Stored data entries

----------------------------------------

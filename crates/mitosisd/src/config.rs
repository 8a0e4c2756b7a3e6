//! mitosis.toml configuration parser.

use std::collections::HashSet;
use std::path::{Path, PathBuf};
use std::time::Duration;

use anyhow::{Context, bail};
use semver::Version;
use serde::{Deserialize, Serialize};
use uuid::Uuid;

use mitosis_split::{ClusterRole, NodeCapabilities, SplitConfig};

#[derive(Debug, Clone, Serialize, Deserialize)]
pub struct MitosisConfig {
    /// Directory holding the catalog and every local shard's store.
    #[serde(default = "default_data_dir")]
    pub data_dir: PathBuf,
    #[serde(default)]
    pub node: NodeConfig,
    #[serde(default)]
    pub split: SplitSettings,
    #[serde(default)]
    pub api: ApiConfig,
    #[serde(default)]
    pub shards: Vec<ShardConfig>,
}

#[derive(Debug, Clone, Serialize, Deserialize)]
#[serde(default)]
pub struct NodeConfig {
    pub role: ClusterRole,
    /// Feature compatibility version the cluster currently runs.
    pub feature_version: String,
    /// Version the split-shard command requires.
    pub required_feature_version: String,
}

impl Default for NodeConfig {
    fn default() -> Self {
        Self {
            role: ClusterRole::ConfigServer,
            feature_version: "4.4.0".to_string(),
            required_feature_version: "4.4.0".to_string(),
        }
    }
}

#[derive(Debug, Clone, Serialize, Deserialize)]
#[serde(default)]
pub struct SplitSettings {
    pub retry_attempts: u32,
    pub refresh_timeout_secs: u64,
    pub command_timeout_secs: u64,
    pub max_batch_bytes: usize,
    pub batch_headroom_bytes: usize,
}

impl Default for SplitSettings {
    fn default() -> Self {
        let defaults = SplitConfig::default();
        Self {
            retry_attempts: defaults.retry_attempts,
            refresh_timeout_secs: defaults.refresh_timeout.as_secs(),
            command_timeout_secs: defaults.command_timeout.as_secs(),
            max_batch_bytes: defaults.max_batch_bytes,
            batch_headroom_bytes: defaults.batch_headroom_bytes,
        }
    }
}

#[derive(Debug, Clone, Serialize, Deserialize)]
#[serde(default)]
pub struct ApiConfig {
    pub port: u16,
    /// Bearer token that grants the internal cluster privilege.
    pub admin_token: Option<String>,
}

impl Default for ApiConfig {
    fn default() -> Self {
        Self {
            port: 8443,
            admin_token: None,
        }
    }
}

#[derive(Debug, Clone, PartialEq, Eq, Serialize, Deserialize)]
pub struct ShardConfig {
    pub id: String,
    pub host: String,
}

fn default_data_dir() -> PathBuf {
    PathBuf::from("/var/lib/mitosis")
}

impl MitosisConfig {
    pub fn from_file(path: &Path) -> anyhow::Result<Self> {
        let content = std::fs::read_to_string(path)
            .with_context(|| format!("read config {}", path.display()))?;
        let config: MitosisConfig = toml::from_str(&content)?;
        config.validate()?;
        Ok(config)
    }

    pub fn to_toml_string(&self) -> anyhow::Result<String> {
        Ok(toml::to_string_pretty(self)?)
    }

    /// Scaffold a config with two local shards and a fresh admin token.
    pub fn scaffold(data_dir: &Path) -> Self {
        MitosisConfig {
            data_dir: data_dir.to_path_buf(),
            node: NodeConfig::default(),
            split: SplitSettings::default(),
            api: ApiConfig {
                port: 8443,
                admin_token: Some(Uuid::new_v4().simple().to_string()),
            },
            shards: vec![
                ShardConfig {
                    id: "rs0".to_string(),
                    host: "rs0/localhost:27018".to_string(),
                },
                ShardConfig {
                    id: "rs1".to_string(),
                    host: "rs1/localhost:27019".to_string(),
                },
            ],
        }
    }

    /// Reject duplicate shard ids or hosts and unparsable versions.
    pub fn validate(&self) -> anyhow::Result<()> {
        let mut ids = HashSet::new();
        let mut hosts = HashSet::new();
        for shard in &self.shards {
            if !ids.insert(shard.id.as_str()) {
                bail!("duplicate shard id {}", shard.id);
            }
            if !hosts.insert(shard.host.as_str()) {
                bail!("duplicate shard host {}", shard.host);
            }
        }
        self.node_capabilities()?;
        self.split_config()?;
        Ok(())
    }

    pub fn node_capabilities(&self) -> anyhow::Result<NodeCapabilities> {
        Ok(NodeCapabilities {
            role: self.node.role,
            feature_version: parse_version("node.feature_version", &self.node.feature_version)?,
        })
    }

    pub fn split_config(&self) -> anyhow::Result<SplitConfig> {
        Ok(SplitConfig {
            retry_attempts: self.split.retry_attempts,
            refresh_timeout: Duration::from_secs(self.split.refresh_timeout_secs),
            command_timeout: Duration::from_secs(self.split.command_timeout_secs),
            max_batch_bytes: self.split.max_batch_bytes,
            batch_headroom_bytes: self.split.batch_headroom_bytes,
            required_feature_version: parse_version(
                "node.required_feature_version",
                &self.node.required_feature_version,
            )?,
            ..SplitConfig::default()
        })
    }
}

fn parse_version(field: &str, raw: &str) -> anyhow::Result<Version> {
    Version::parse(raw).with_context(|| format!("{field}: invalid version {raw:?}"))
}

----------------------------------------

## Activity
Work out how many lines of the preceding data contain the word "defaults". Reply with that number only.

## Exercise result
6